Lombek menguatkan pernyataan tersebut. Ia menegaskan tidak mengenal Rahmadi serta membantah keterangan jaksa mengenai hubungannya dengan Amri alias Nunung.
Keduanya juga menyebut pernah mengalami perlakuan kasar saat pemeriksaan.
Bahkan, ia, Andre dan Rahmadi sebelum sampai di Polda Sumut, mereka dibawa ke sebuah rumah dalam keadaan mata dilakban.
Di luar persidangan, kuasa hukum Rahmadi, Thomas Tarigan, mengungkap dugaan pelanggaran lain, yakni hilangnya uang Rp11,2 juta dari rekening m-banking kliennya setelah telepon genggamnya disita.
“Selain itu, dokumen penyitaan ponsel dan laporan digital forensik juga tidak pernah ditunjukkan,” ujar Thomas.
Pada persidangan sebelumnya, dugaan rekayasa perkara menguat setelah dua anggota Direktorat Reserse Narkoba (Ditresnarkoba) Polda Sumatera Utara memberikan keterangan yang berbeda mengenai lokasi penemuan barang bukti.
Bripka Toga M Parhusip menyebut sabu ditemukan di bawah jok depan mobil Rahmadi, sementara rekannya, Gunarto Sinaga, menyatakan barang tersebut berada di bawah kursi pengemudi.
Perbedaan keterangan itu langsung mendapat perhatian dari majelis hakim.
“Apakah benar barang bukti itu kalian temukan, bukan kalian yang menaruhnya?” kata salah seorang hakim anggota.
Sidang kemudian ditutup dan akan dilanjutkan pada Selasa (9/9/2025) dengan agenda mendengarkan keterangan saksi yang meringankan terdakwa.
Thomas, bersama dua rekannya, Suhandri Umar Tarigan dan Ronald Siahaan, menegaskan kesaksian tersebut krusial untuk menguji kejanggalan dalam proses penangkapan yang dilakukan Kompol Dedi Kurniawan dan timnya.
Rekaman CCTV toko yang sempat beredar di media sosial memperlihatkan Rahmadi ditarik paksa oleh sejumlah pria berpakaian preman.
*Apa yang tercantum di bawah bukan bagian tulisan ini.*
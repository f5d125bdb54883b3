//! CLI-specific error types

use std::fmt;
use std::io;

/// CLI error codes
#[derive(Debug, Clone, PartialEq, Eq)]
pub enum CliErrorCode {
    /// Configuration file error
    ConfigError,
    /// Reading input or writing the export failed
    IoError,
    /// Section store could not be opened
    StoreError,
    /// Export terminated early
    ExportFailed,
    /// HTTP server stopped with an error
    ServeFailed,
}

impl CliErrorCode {
    /// Stable identifier printed ahead of the message
    pub fn code(&self) -> &'static str {
        match self {
            Self::ConfigError => "COURSECSV_CLI_CONFIG_ERROR",
            Self::IoError => "COURSECSV_CLI_IO_ERROR",
            Self::StoreError => "COURSECSV_CLI_STORE_ERROR",
            Self::ExportFailed => "COURSECSV_CLI_EXPORT_FAILED",
            Self::ServeFailed => "COURSECSV_CLI_SERVE_FAILED",
        }
    }
}

/// Fatal CLI error; `main` prints it and exits non-zero
#[derive(Debug)]
pub struct CliError {
    code: CliErrorCode,
    message: String,
}

impl CliError {
    fn new(code: CliErrorCode, message: impl Into<String>) -> Self {
        Self {
            code,
            message: message.into(),
        }
    }

    /// Config file missing, unreadable or invalid
    pub fn config_error(msg: impl Into<String>) -> Self {
        Self::new(CliErrorCode::ConfigError, msg)
    }

    /// Section data file could not be loaded
    pub fn store_error(msg: impl Into<String>) -> Self {
        Self::new(CliErrorCode::StoreError, msg)
    }

    /// Export stopped before the last row; partial output may exist
    pub fn export_failed(msg: impl Into<String>) -> Self {
        Self::new(CliErrorCode::ExportFailed, msg)
    }

    pub fn serve_failed(msg: impl Into<String>) -> Self {
        Self::new(CliErrorCode::ServeFailed, msg)
    }

    pub fn code(&self) -> &CliErrorCode {
        &self.code
    }

    pub fn message(&self) -> &str {
        &self.message
    }
}

impl fmt::Display for CliError {
    fn fmt(&self, f: &mut fmt::Formatter<'_>) -> fmt::Result {
        write!(f, "{}: {}", self.code.code(), self.message)
    }
}

impl std::error::Error for CliError {}

impl From<io::Error> for CliError {
    fn from(e: io::Error) -> Self {
        Self::new(CliErrorCode::IoError, e.to_string())
    }
}

/// CLI result type
pub type CliResult<T> = Result<T, CliError>;
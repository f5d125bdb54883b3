//! # Sections
//!
//! Course section documents and the store they are looked up in.

pub mod errors;
pub mod store;
pub mod types;

pub use errors::{StoreError, StoreResult};
pub use store::{validate_quarter, JsonFileSectionStore, MemorySectionStore, SectionStore};
pub use types::{ConvertedSection, CourseInfo, GeneralEducation, Instructor, Section, TimeLocation};
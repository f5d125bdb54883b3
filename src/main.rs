//! coursecsv CLI entry point
//!
//! Parses arguments and delegates to the CLI module. Errors are printed to
//! stderr and the process exits non-zero.

use coursecsv::cli;

fn main() {
    if let Err(e) = cli::run() {
        eprintln!("{}", e);
        std::process::exit(1);
    }
}
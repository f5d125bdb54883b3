//! Observability for coursecsv
//!
//! Structured logging through `tracing`, lifecycle events, and scopes
//! that bracket a unit of work with BEGIN / COMPLETE / FAILED events.
//!
//! # Usage
//!
//! ```ignore
//! use coursecsv::observability::{init_logging, log_event, Event};
//!
//! init_logging("info")?;
//! log_event(Event::Serving, "listening on 0.0.0.0:8080");
//! ```

mod events;
mod scope;

pub use events::Event;
pub use scope::{ObservationScope, Timer};

use tracing::{info, warn};
use tracing_subscriber::EnvFilter;

/// Install the global subscriber
///
/// Logs go to stderr so that `export` can write CSV to stdout. `RUST_LOG`
/// takes precedence over `default_level`. Installing twice is an error.
pub fn init_logging(default_level: &str) -> Result<(), String> {
    let filter = EnvFilter::try_from_default_env()
        .or_else(|_| EnvFilter::try_new(default_level))
        .map_err(|e| format!("invalid log level '{}': {}", default_level, e))?;

    tracing_subscriber::fmt()
        .with_env_filter(filter)
        .with_target(false)
        .with_writer(std::io::stderr)
        .try_init()
        .map_err(|e| e.to_string())
}

/// Log a lifecycle event
pub fn log_event(event: Event, message: &str) {
    if event.is_failure() {
        warn!(event = event.as_str(), "{}", message);
    } else {
        info!(event = event.as_str(), "{}", message);
    }
}
//! Course CSV HTTP Routes
//!
//! `GET /api/courses/csv/quarter?yyyyq=20252` streams every section of the
//! quarter as a CSV attachment.
//!
//! Request problems are reported as JSON errors before streaming starts.
//! Once the body has started, an export failure can only abort the
//! response, leaving the client with a truncated file.

use std::io;
use std::sync::Arc;

use axum::{
    extract::{Query, State},
    http::StatusCode,
    response::{IntoResponse, Response},
    routing::get,
    Json, Router,
};
use serde::{Deserialize, Serialize};
use thiserror::Error;
use tracing::info;

use crate::csv_export::{ExportJob, FaultInjection, QueryKey, UnknownFault};
use crate::observability::{log_event, Event};
use crate::sections::SectionStore;

use super::attachment::{attachment_filename, CsvAttachment};
use super::body::stream_body;
use super::config::ExportConfig;

// ==================
// Shared State
// ==================

/// State shared by the CSV handlers
pub struct CsvExportState {
    pub store: Arc<dyn SectionStore>,
    pub config: ExportConfig,
}

impl CsvExportState {
    pub fn new(store: Arc<dyn SectionStore>, config: ExportConfig) -> Self {
        Self { store, config }
    }
}

// ==================
// Request/Response Types
// ==================

#[derive(Debug, Deserialize)]
pub struct QuarterCsvQuery {
    /// Quarter in yyyyq format, e.g. 20252
    #[serde(rename = "yyyyq")]
    pub quarter: String,

    /// Testing only: force an encoder failure
    #[serde(rename = "testException", default)]
    pub test_exception: String,
}

/// Errors reported before the CSV body starts streaming
#[derive(Debug, Clone, Error)]
pub enum ExportRequestError {
    #[error("Missing required parameter: {0}")]
    MissingParam(&'static str),

    #[error("{0}")]
    UnknownFault(#[from] UnknownFault),

    #[error("Fault injection is disabled")]
    FaultInjectionDisabled,
}

impl ExportRequestError {
    pub fn status_code(&self) -> StatusCode {
        match self {
            ExportRequestError::MissingParam(_) => StatusCode::BAD_REQUEST,
            ExportRequestError::UnknownFault(_) => StatusCode::BAD_REQUEST,
            ExportRequestError::FaultInjectionDisabled => StatusCode::BAD_REQUEST,
        }
    }
}

#[derive(Debug, Serialize)]
pub struct ErrorResponse {
    pub error: String,
    pub code: u16,
}

impl IntoResponse for ExportRequestError {
    fn into_response(self) -> Response {
        let status = self.status_code();
        log_event(Event::ExportRejected, &self.to_string());
        let body = Json(ErrorResponse {
            error: self.to_string(),
            code: status.as_u16(),
        });
        (status, body).into_response()
    }
}

// ==================
// CSV Routes
// ==================

/// Create course CSV routes
pub fn csv_routes(state: Arc<CsvExportState>) -> Router {
    Router::new()
        .route("/quarter", get(quarter_csv_handler))
        .with_state(state)
}

async fn quarter_csv_handler(
    State(state): State<Arc<CsvExportState>>,
    Query(query): Query<QuarterCsvQuery>,
) -> Result<CsvAttachment, ExportRequestError> {
    if query.quarter.trim().is_empty() {
        return Err(ExportRequestError::MissingParam("yyyyq"));
    }

    let fault: FaultInjection = query.test_exception.parse()?;
    if !fault.is_none() && !state.config.allow_fault_injection {
        return Err(ExportRequestError::FaultInjectionDisabled);
    }

    let key = QueryKey::new(query.quarter);
    let filename = attachment_filename(&state.config.filename_prefix, &key);
    let mut job = ExportJob::new(state.store.clone(), key)
        .with_options(state.config.encoder.clone())
        .with_fault(fault);

    info!(
        event = Event::ExportRequested.as_str(),
        export_id = %job.id(),
        quarter = %job.key(),
        %fault,
        "streaming {}", filename
    );

    let body = stream_body(state.config.channel_capacity, move |writer| {
        job.run(writer).map(|_| ()).map_err(io::Error::from)
    });

    Ok(CsvAttachment::new(filename, body))
}

#[cfg(test)]
mod tests {
    use super::*;

    #[test]
    fn test_status_codes() {
        assert_eq!(
            ExportRequestError::MissingParam("yyyyq").status_code(),
            StatusCode::BAD_REQUEST
        );
        assert_eq!(
            ExportRequestError::FaultInjectionDisabled.status_code(),
            StatusCode::BAD_REQUEST
        );
    }

    #[test]
    fn test_query_defaults() {
        let query: QuarterCsvQuery = serde_json::from_str(r#"{"yyyyq": "20252"}"#).unwrap();
        assert_eq!(query.quarter, "20252");
        assert!(query.test_exception.is_empty());
    }
}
Ia tampak tidak melawan, tetapi diduga mengalami kekerasan fisik. Menurut Thomas, salah satu saksi akan menerangkan bahwa mobil Rahmadi baru bergerak sekitar satu jam setelah penangkapan berlangsung.
“Padahal, dalam kesaksian aparat disebutkan bahwa barang bukti sabu ditemukan di dalam mobil. Fakta ini akan kami uji di persidangan berikutnya,” katanya.
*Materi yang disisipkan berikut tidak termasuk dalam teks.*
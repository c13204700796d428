//! Human-readable formatting helpers used by the `ts-dump` binary.
//!
//! Grounded on `HumanReadable::byteCount`/`HumanReadable::Hexdump`
//! (`libinfra/humanreadable.cpp`): a base-1024 byte count formatter, and a hex
//! dump that collapses an all-0x00 or all-0xff run into a single marker
//! instead of printing every byte.

/// Formats `count` bytes using binary (base-1024) unit prefixes, e.g.
/// `"1.00 KiB"`.
pub fn byte_count(count: u64) -> String {
    const UNITS: [&str; 5] = ["B", "KiB", "MiB", "GiB", "TiB"];
    let mut value = count as f64;
    let mut unit = UNITS[0];
    for candidate in &UNITS[1..] {
        if value < 1024.0 {
            break;
        }
        value /= 1024.0;
        unit = candidate;
    }
    if unit == UNITS[0] {
        format!("{count} B")
    } else {
        format!("{value:.2} {unit}")
    }
}

/// Renders `data` as a hex dump, collapsing a uniform run of `0x00` or `0xff`
/// bytes into a compact `"<n>x\"00\""`/`"<n>x\"ff\""` marker.
pub fn hexdump(data: &[u8]) -> String {
    if !data.is_empty() && data.iter().all(|&b| b == 0xff) {
        return format!("{}x\"ff\"", data.len());
    }
    if !data.is_empty() && data.iter().all(|&b| b == 0x00) {
        return format!("{}x\"00\"", data.len());
    }
    data.iter()
        .map(|b| format!("{b:02x}"))
        .collect::<Vec<_>>()
        .join(" ")
}

#[cfg(test)]
mod tests {
    use super::*;

    #[test]
    fn byte_count_formats_binary_units() {
        assert_eq!(byte_count(512), "512 B");
        assert_eq!(byte_count(1024), "1.00 KiB");
        assert_eq!(byte_count(1536), "1.50 KiB");
    }

    #[test]
    fn hexdump_collapses_uniform_runs() {
        assert_eq!(hexdump(&[0u8; 16]), "16x\"00\"");
        assert_eq!(hexdump(&[0xffu8; 8]), "8x\"ff\"");
        assert_eq!(hexdump(&[0x01, 0x02]), "01 02");
    }
}
impl AdaptationField {
    /// A zero-length adaptation field (`L == 0`): the length byte alone.
    pub fn empty() -> Self {
        Self {
            zero_length: true,
            ..Default::default()
        }
    }

    fn parse_body(body: &[u8]) -> Result<Self> {
        let mut r = BitStreamReader::new(body);
        let discontinuity = r.take_bit()?;
        let random_access = r.take_bit()?;
        let es_priority = r.take_bit()?;
        let pcr_flag = r.take_bit()?;
        let opcr_flag = r.take_bit()?;
        let splicing_point_flag = r.take_bit()?;
        let private_data_flag = r.take_bit()?;
        let extension_flag = r.take_bit()?;

        let pcr = if pcr_flag {
            Some(ProgramClockReference::read(&mut r)?)
        } else {
            None
        };
        let opcr = if opcr_flag {
            Some(ProgramClockReference::read(&mut r)?)
        } else {
            None
        };
        let splice_countdown = if splicing_point_flag {
            Some(Tcimsbf::<8>::read(&mut r)?.0 as i8)
        } else {
            None
        };
        let private_data = if private_data_flag {
            let len = Uimsbf::<8>::read(&mut r)?.0 as usize;
            Some(r.take_byte_array_aligned(len)?)
        } else {
            None
        };
        let extension = if extension_flag {
            let len = Uimsbf::<8>::read(&mut r)?.0 as usize;
            Some(r.take_byte_array_aligned(len)?)
        } else {
            None
        };
        let stuffing = r.take_rest_aligned()?;

        Ok(Self {
            discontinuity,
            random_access,
            es_priority,
            splicing_point: splicing_point_flag,
            pcr,
            opcr,
            splice_countdown,
            private_data,
            extension,
            stuffing,
            zero_length: false,
        })
    }

    fn generate_body(&self) -> Result<Vec<u8>> {
        if self.zero_length {
            return Ok(Vec::new());
        }
        let mut w = BitStreamWriter::new();
        w.put_bit(self.discontinuity);
        w.put_bit(self.random_access);
        w.put_bit(self.es_priority);
        w.put_bit(self.pcr.is_some());
        w.put_bit(self.opcr.is_some());
        w.put_bit(self.splicing_point);
        w.put_bit(self.private_data.is_some());
        w.put_bit(self.extension.is_some());

        if let Some(pcr) = &self.pcr {
            pcr.write(&mut w)?;
        }
        if let Some(opcr) = &self.opcr {
            opcr.write(&mut w)?;
        }
        if let Some(countdown) = self.splice_countdown {
            Tcimsbf::<8>(countdown as i64).write(&mut w)?;
        }
        if let Some(data) = &self.private_data {
            Uimsbf::<8>(data.len() as u64).write(&mut w)?;
            w.put_byte_array_aligned(data)?;
        }
        if let Some(data) = &self.extension {
            Uimsbf::<8>(data.len() as u64).write(&mut w)?;
            w.put_byte_array_aligned(data)?;
        }
        w.put_byte_array_aligned(&self.stuffing)?;
        Ok(w.finish())
    }
}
Kompol Dedi Kurniawan melalui kuasa hukumnya, Hans Silalahi, membantah tuduhan pelanggaran prosedur.
Ia menegaskan penangkapan telah dilakukan sesuai standar operasional prosedur. Namun, pernyataan berbeda muncul dari Kepala Bidang Humas Polda Sumut, Komisaris Besar Ferry Walintukan.
Kepada wartawan, Ferry menyebut tindakan Kompol Dedi ‘berlebihan’, meski tidak menyebut adanya pelanggaran hukum.
“Penangkapan itu sah secara hukum, namun ada ekses di lapangan yang tidak bisa kami pungkiri,” katanya.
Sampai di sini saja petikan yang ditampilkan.